For the entries below, the expected answer is the line with "quick reservoir [mm/day]", the line with "pub struct FluxesTimeseries", and every line between them, exactly as written, and nothing more.

[Stored items]
▶

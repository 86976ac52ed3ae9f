/// HYMOD routing functions.
///
/// Quick flow passes through a cascade of identical linear reservoirs,
/// slow flow through a single linear reservoir.
use super::state::CascadeStorage;

/// Route quick flow through the reservoir cascade.
///
/// Each reservoir releases `kq` times its level at the start of the step.
/// Reservoir 0 receives `inflow`, reservoir `i` receives the release of
/// reservoir `i - 1`. Returns (new_storages, release of the last reservoir).
pub fn quick_flow_cascade(storages: &[f64], inflow: f64, kq: f64) -> (CascadeStorage, f64) {
    let mut next = CascadeStorage::with_capacity(storages.len());
    let mut upstream = inflow;

    for &s in storages {
        let out = kq * s;
        next.push(s - out + upstream);
        upstream = out;
    }

    (next, upstream)
}

/// Route slow flow through a single linear reservoir.
///
/// The release is taken from the level after the inflow has been added
/// and the reservoir drained: `S' = (1 - ks)(S + I)`, `Q = ks/(1 - ks) S'`.
/// Returns (new_storage, outflow).
pub fn slow_flow_reservoir(storage: f64, inflow: f64, ks: f64) -> (f64, f64) {
    let next = (1.0 - ks) * (storage + inflow);
    let outflow = (ks / (1.0 - ks)) * next;
    (next, outflow)
}

#[cfg(test)]
mod tests {
    use super::*;

    fn assert_approx(actual: f64, expected: f64, tol: f64) {
        assert!(
            (actual - expected).abs() < tol,
            "expected {expected} +/- {tol}, got {actual}"
        );
    }

    // -- Quick-flow cascade --

    #[test]
    fn cascade_releases_from_pre_update_levels() {
        let (next, out) = quick_flow_cascade(&[10.0, 20.0, 30.0], 5.0, 0.5);
        // out = [5, 10, 15]
        assert_approx(next[0], 10.0 - 5.0 + 5.0, 1e-12);
        assert_approx(next[1], 20.0 - 10.0 + 5.0, 1e-12);
        assert_approx(next[2], 30.0 - 15.0 + 10.0, 1e-12);
        assert_approx(out, 15.0, 1e-12);
    }

    #[test]
    fn cascade_conserves_mass_each_step() {
        let storages = [3.0, 7.5, 1.25, 0.0];
        let inflow = 12.0;
        let (next, out) = quick_flow_cascade(&storages, inflow, 0.33);
        let delta: f64 = next.iter().zip(&storages).map(|(n, s)| n - s).sum();
        assert_approx(delta, inflow - out, 1e-12);
    }

    #[test]
    fn cascade_delays_one_reservoir_per_step() {
        let mut storages: CascadeStorage = smallvec::smallvec![0.0; 3];
        let mut outflows = Vec::new();
        for inflow in [10.0, 0.0, 0.0, 0.0] {
            let (next, out) = quick_flow_cascade(&storages, inflow, 0.5);
            storages = next;
            outflows.push(out);
        }
        assert_eq!(outflows[0], 0.0);
        assert_eq!(outflows[1], 0.0);
        assert_eq!(outflows[2], 0.0);
        assert!(outflows[3] > 0.0);
    }

    #[test]
    fn cascade_flushes_total_input() {
        let mut storages: CascadeStorage = smallvec::smallvec![0.0; 3];
        let mut total_out = 0.0;
        let (next, out) = quick_flow_cascade(&storages, 100.0, 0.6);
        storages = next;
        total_out += out;
        for _ in 0..200 {
            let (next, out) = quick_flow_cascade(&storages, 0.0, 0.6);
            storages = next;
            total_out += out;
        }
        assert_approx(total_out, 100.0, 1e-9);
    }

    #[test]
    fn cascade_empty_stays_empty() {
        let (next, out) = quick_flow_cascade(&[0.0, 0.0], 0.0, 0.4);
        assert_eq!(next.as_slice(), &[0.0, 0.0]);
        assert_eq!(out, 0.0);
    }

    // -- Slow-flow reservoir --

    #[test]
    fn slow_reservoir_known_value() {
        // S' = 0.9 * (50 + 10) = 54, Q = 0.1/0.9 * 54 = 6
        let (next, out) = slow_flow_reservoir(50.0, 10.0, 0.1);
        assert_approx(next, 54.0, 1e-12);
        assert_approx(out, 6.0, 1e-12);
    }

    #[test]
    fn slow_reservoir_conserves_mass() {
        let (storage, inflow) = (42.0, 3.5);
        let (next, out) = slow_flow_reservoir(storage, inflow, 0.07);
        assert_approx(next - storage, inflow - out, 1e-12);
    }

    #[test]
    fn slow_reservoir_zero_rate_holds_water() {
        let (next, out) = slow_flow_reservoir(20.0, 5.0, 0.0);
        assert_eq!(next, 25.0);
        assert_eq!(out, 0.0);
    }

    // -- Single-reservoir cascade vs. slow reservoir --

    #[test]
    fn single_cascade_matches_slow_reservoir_without_inflow() {
        let k = 0.25;
        let (c_next, c_out) = quick_flow_cascade(&[40.0], 0.0, k);
        let (s_next, s_out) = slow_flow_reservoir(40.0, 0.0, k);
        assert_approx(c_next[0], s_next, 1e-12);
        assert_approx(c_out, s_out, 1e-12);
    }

    #[test]
    fn single_cascade_differs_from_slow_reservoir_by_outflow_timing() {
        // The cascade drains the level before the inflow arrives, the slow
        // reservoir drains after, so the slow one releases an extra k * inflow.
        let (k, storage, inflow) = (0.25, 40.0, 8.0);
        let (c_next, c_out) = quick_flow_cascade(&[storage], inflow, k);
        let (s_next, s_out) = slow_flow_reservoir(storage, inflow, k);

        assert_approx(c_out, k * storage, 1e-12);
        assert_approx(s_out, k * (storage + inflow), 1e-12);
        assert_approx(s_out - c_out, k * inflow, 1e-12);
        assert_approx(c_next[0] - s_next, k * inflow, 1e-12);
    }
}
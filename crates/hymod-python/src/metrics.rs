use numpy::PyReadonlyArray1;
use pyo3::prelude::*;

use hymod_core::metrics;

use crate::convert::{contiguous_slice, to_py_err};

/// Score `simulated` against `observed` with `RMSE`, `NSE` or `ROCE`.
///
/// NaN marks a missing value.
#[pyfunction]
fn score(
    observed: PyReadonlyArray1<'_, f64>,
    simulated: PyReadonlyArray1<'_, f64>,
    precip: PyReadonlyArray1<'_, f64>,
    metric: &str,
) -> PyResult<f64> {
    metrics::score_by_name(
        contiguous_slice(&observed)?,
        contiguous_slice(&simulated)?,
        contiguous_slice(&precip)?,
        metric,
    )
    .map_err(to_py_err)
}

#[pyfunction]
fn rmse(observed: PyReadonlyArray1<'_, f64>, simulated: PyReadonlyArray1<'_, f64>) -> PyResult<f64> {
    metrics::rmse(contiguous_slice(&observed)?, contiguous_slice(&simulated)?).map_err(to_py_err)
}

#[pyfunction]
fn nse(observed: PyReadonlyArray1<'_, f64>, simulated: PyReadonlyArray1<'_, f64>) -> PyResult<f64> {
    metrics::nse(contiguous_slice(&observed)?, contiguous_slice(&simulated)?).map_err(to_py_err)
}

#[pyfunction]
fn roce(
    observed: PyReadonlyArray1<'_, f64>,
    simulated: PyReadonlyArray1<'_, f64>,
    precip: PyReadonlyArray1<'_, f64>,
) -> PyResult<f64> {
    metrics::roce(
        contiguous_slice(&observed)?,
        contiguous_slice(&simulated)?,
        contiguous_slice(&precip)?,
    )
    .map_err(to_py_err)
}

pub fn register(parent: &Bound<'_, PyModule>) -> PyResult<()> {
    let m = PyModule::new(parent.py(), "metrics")?;
    m.add_function(wrap_pyfunction!(score, &m)?)?;
    m.add_function(wrap_pyfunction!(rmse, &m)?)?;
    m.add_function(wrap_pyfunction!(nse, &m)?)?;
    m.add_function(wrap_pyfunction!(roce, &m)?)?;
    parent.add_submodule(&m)?;
    Ok(())
}
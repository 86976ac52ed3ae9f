use crate::error::{HymodError, HymodResult};

/// Temporal resolution of forcing data.
///
/// Ordered from finest to coarsest.
#[derive(Debug, Clone, Copy, PartialEq, Eq, PartialOrd, Ord)]
pub enum Resolution {
    Hourly,
    Daily,
    Monthly,
    Annual,
}

/// One timestep of forcing: precipitation and potential evapotranspiration.
#[derive(Debug, Clone, Copy, PartialEq)]
pub struct Forcing {
    pub precip: f64,
    pub pet: f64,
}

/// Validated forcing series.
///
/// Both arrays have the same, non-zero length and hold finite,
/// non-negative amounts.
#[derive(Debug)]
pub struct ForcingData {
    pub precip: Vec<f64>,
    pub pet: Vec<f64>,
    pub resolution: Resolution,
}

impl ForcingData {
    /// Create new ForcingData with validation.
    ///
    /// Validates:
    /// - precip and pet have the same length
    /// - No NaN, infinite or negative values in either array
    /// - Arrays are non-empty
    pub fn new(precip: Vec<f64>, pet: Vec<f64>, resolution: Resolution) -> HymodResult<Self> {
        if precip.is_empty() {
            return Err(HymodError::InvalidForcing("precip array is empty".to_string()));
        }
        check_same_length("precip", &precip, "pet", &pet)?;
        check_amounts("precip", &precip)?;
        check_amounts("pet", &pet)?;
        Ok(Self {
            precip,
            pet,
            resolution,
        })
    }

    /// Number of timesteps.
    pub fn len(&self) -> usize {
        self.precip.len()
    }

    /// Returns `true` if there are no timesteps.
    pub fn is_empty(&self) -> bool {
        self.precip.is_empty()
    }

    /// Per-timestep forcing records.
    pub fn records(&self) -> Vec<Forcing> {
        zip_forcing(&self.precip, &self.pet)
    }
}

/// Fail with `LengthMismatch` unless both series have the same length.
pub(crate) fn check_same_length(
    left_name: &'static str,
    left: &[f64],
    right_name: &'static str,
    right: &[f64],
) -> HymodResult<()> {
    if left.len() != right.len() {
        return Err(HymodError::LengthMismatch {
            left_name,
            left: left.len(),
            right_name,
            right: right.len(),
        });
    }
    Ok(())
}

fn is_amount(v: f64) -> bool {
    v.is_finite() && v >= 0.0
}

/// Fail with `InvalidForcing` at the first value that is not a finite,
/// non-negative amount.
pub(crate) fn check_amounts(name: &'static str, values: &[f64]) -> HymodResult<()> {
    match values.iter().position(|&v| !is_amount(v)) {
        Some(i) => Err(HymodError::InvalidForcing(format!(
            "{name} has {} at index {i}, expected a finite amount >= 0",
            values[i]
        ))),
        None => Ok(()),
    }
}

/// Single-value form of [`check_amounts`].
pub(crate) fn check_amount(name: &'static str, value: f64) -> HymodResult<()> {
    if is_amount(value) {
        Ok(())
    } else {
        Err(HymodError::InvalidForcing(format!(
            "{name} is {value}, expected a finite amount >= 0"
        )))
    }
}

pub(crate) fn zip_forcing(precip: &[f64], pet: &[f64]) -> Vec<Forcing> {
    precip
        .iter()
        .zip(pet)
        .map(|(&precip, &pet)| Forcing { precip, pet })
        .collect()
}
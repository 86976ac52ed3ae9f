use hymod_core::HymodError;
use numpy::PyReadonlyArray1;
use pyo3::exceptions::PyValueError;
use pyo3::prelude::*;

/// Surface a model error as a Python `ValueError`.
pub fn to_py_err(err: HymodError) -> PyErr {
    PyValueError::new_err(err.to_string())
}

/// Validate that a numpy array is C-contiguous and return its slice.
pub fn contiguous_slice<'py>(arr: &'py PyReadonlyArray1<'py, f64>) -> PyResult<&'py [f64]> {
    arr.as_slice()
        .map_err(|_| PyValueError::new_err("array must be C-contiguous"))
}

/// Validate length + contiguity of a numpy array.
pub fn checked_slice<'py>(
    arr: &'py PyReadonlyArray1<'py, f64>,
    expected_len: usize,
    name: &str,
) -> PyResult<&'py [f64]> {
    let slice = contiguous_slice(arr)?;
    if slice.len() != expected_len {
        return Err(PyValueError::new_err(format!(
            "{} must have {} elements, got {}",
            name,
            expected_len,
            slice.len()
        )));
    }
    Ok(slice)
}
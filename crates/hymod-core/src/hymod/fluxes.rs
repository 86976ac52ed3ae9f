/// HYMOD flux outputs.
///
/// Two levels: `Fluxes` holds a single output index, `FluxesTimeseries`
/// holds the full simulation (Vec of each field).
use crate::traits::FluxesTimeseriesOps;

/// Single-index fluxes, returned by `step()`.
///
/// Storages are end-of-step levels; flows are totals over the step.
#[derive(Debug, Clone, Copy, PartialEq)]
pub struct Fluxes {
    pub precip: f64,              // forcing consumed [mm/day]
    pub pet: f64,                 // forcing consumed [mm/day]
    pub saturation_excess: f64,   // rain on saturated point stores [mm/day]
    pub infiltration_excess: f64, // rain the store could not absorb [mm/day]
    pub actual_et: f64,           // evaporation from the soil store [mm/day]
    pub soil_storage: f64,        // soil store level [mm]
    pub quick_inflow: f64,        // alpha * excess [mm/day]
    pub slow_inflow: f64,         // (1 - alpha) * excess [mm/day]
    pub quick_storage: f64,       // water held in the whole cascade [mm]
    pub slow_storage: f64,        // slow reservoir level [mm]
    pub quick_outflow: f64,       // release of the last quick reservoir [mm/day]
    pub slow_outflow: f64,        // slow reservoir release [mm/day]
    pub streamflow: f64,          // quick + slow outflow [mm/day]
}

/// Full timeseries of fluxes, returned by `run()`.
#[derive(Debug)]
pub struct FluxesTimeseries {
    pub precip: Vec<f64>,
    pub pet: Vec<f64>,
    pub saturation_excess: Vec<f64>,
    pub infiltration_excess: Vec<f64>,
    pub actual_et: Vec<f64>,
    pub soil_storage: Vec<f64>,
    pub quick_inflow: Vec<f64>,
    pub slow_inflow: Vec<f64>,
    pub quick_storage: Vec<f64>,
    pub slow_storage: Vec<f64>,
    pub quick_outflow: Vec<f64>,
    pub slow_outflow: Vec<f64>,
    pub streamflow: Vec<f64>,
}

impl FluxesTimeseries {
    /// Pre-allocate all vectors for `n` timesteps.
    pub fn with_capacity(n: usize) -> Self {
        Self {
            precip: Vec::with_capacity(n),
            pet: Vec::with_capacity(n),
            saturation_excess: Vec::with_capacity(n),
            infiltration_excess: Vec::with_capacity(n),
            actual_et: Vec::with_capacity(n),
            soil_storage: Vec::with_capacity(n),
            quick_inflow: Vec::with_capacity(n),
            slow_inflow: Vec::with_capacity(n),
            quick_storage: Vec::with_capacity(n),
            slow_storage: Vec::with_capacity(n),
            quick_outflow: Vec::with_capacity(n),
            slow_outflow: Vec::with_capacity(n),
            streamflow: Vec::with_capacity(n),
        }
    }

    /// Push a single timestep's fluxes into the timeseries.
    pub fn push(&mut self, f: &Fluxes) {
        self.precip.push(f.precip);
        self.pet.push(f.pet);
        self.saturation_excess.push(f.saturation_excess);
        self.infiltration_excess.push(f.infiltration_excess);
        self.actual_et.push(f.actual_et);
        self.soil_storage.push(f.soil_storage);
        self.quick_inflow.push(f.quick_inflow);
        self.slow_inflow.push(f.slow_inflow);
        self.quick_storage.push(f.quick_storage);
        self.slow_storage.push(f.slow_storage);
        self.quick_outflow.push(f.quick_outflow);
        self.slow_outflow.push(f.slow_outflow);
        self.streamflow.push(f.streamflow);
    }

    /// Number of timesteps.
    pub fn len(&self) -> usize {
        self.streamflow.len()
    }

    /// Returns `true` if there are no timesteps.
    pub fn is_empty(&self) -> bool {
        self.streamflow.is_empty()
    }
}

impl FluxesTimeseriesOps<Fluxes> for FluxesTimeseries {
    fn with_capacity(n: usize) -> Self {
        FluxesTimeseries::with_capacity(n)
    }

    fn push(&mut self, f: &Fluxes) {
        FluxesTimeseries::push(self, f)
    }

    fn len(&self) -> usize {
        FluxesTimeseries::len(self)
    }

    fn is_empty(&self) -> bool {
        FluxesTimeseries::is_empty(self)
    }
}
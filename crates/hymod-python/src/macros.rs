/// Expand `$mac! { $prefix ... field, field, ... }` over the HYMOD flux
/// fields, in output order. Keeps the Python classes and dicts in step
/// with `hymod_core::hymod::fluxes::Fluxes`.
macro_rules! for_each_flux {
    ($mac:ident! { $($prefix:tt)* }) => {
        $mac! {
            $($prefix)*
            precip, pet, saturation_excess, infiltration_excess, actual_et,
            soil_storage, quick_inflow, slow_inflow, quick_storage, slow_storage,
            quick_outflow, slow_outflow, streamflow
        }
    };
}

/// Frozen result classes for a full run (`HYMODResult`, one numpy array
/// per flux) and a single step (`HYMODStepFluxes`, one float per flux).
/// Both convert to a plain dict keyed by flux name.
macro_rules! define_flux_classes {
    ($($field:ident),+ $(,)?) => {
        /// HYMOD run results with typed numpy array attributes.
        #[pyo3::pyclass(frozen)]
        pub struct HYMODResult {
            $(
                #[pyo3(get)]
                pub $field: pyo3::Py<numpy::PyArray1<f64>>,
            )+
        }

        impl HYMODResult {
            pub fn from_timeseries(
                py: pyo3::Python<'_>,
                ts: hymod_core::hymod::fluxes::FluxesTimeseries,
            ) -> Self {
                Self {
                    $(
                        $field: numpy::PyArray1::from_vec(py, ts.$field).unbind(),
                    )+
                }
            }

            pub fn to_dict<'py>(
                &self,
                py: pyo3::Python<'py>,
            ) -> pyo3::PyResult<pyo3::Bound<'py, pyo3::types::PyDict>> {
                let dict = pyo3::types::PyDict::new(py);
                $(
                    dict.set_item(stringify!($field), self.$field.bind(py))?;
                )+
                Ok(dict)
            }
        }

        /// HYMOD single-timestep flux results.
        #[pyo3::pyclass(frozen)]
        pub struct HYMODStepFluxes {
            $(
                #[pyo3(get)]
                pub $field: f64,
            )+
        }

        impl HYMODStepFluxes {
            pub fn from_fluxes(f: &hymod_core::hymod::fluxes::Fluxes) -> Self {
                Self {
                    $(
                        $field: f.$field,
                    )+
                }
            }

            pub fn to_dict<'py>(
                &self,
                py: pyo3::Python<'py>,
            ) -> pyo3::PyResult<pyo3::Bound<'py, pyo3::types::PyDict>> {
                let dict = pyo3::types::PyDict::new(py);
                $(
                    dict.set_item(stringify!($field), self.$field)?;
                )+
                Ok(dict)
            }
        }
    };
}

◀

- **Task result**:
    pub quick_outflow: f64,       // release of the last quick reservoir [mm/day]
    pub slow_outflow: f64,        // slow reservoir release [mm/day]
    pub streamflow: f64,          // quick + slow outflow [mm/day]
}

/// Full timeseries of fluxes, returned by `run()`.
#[derive(Debug)]
pub struct FluxesTimeseries {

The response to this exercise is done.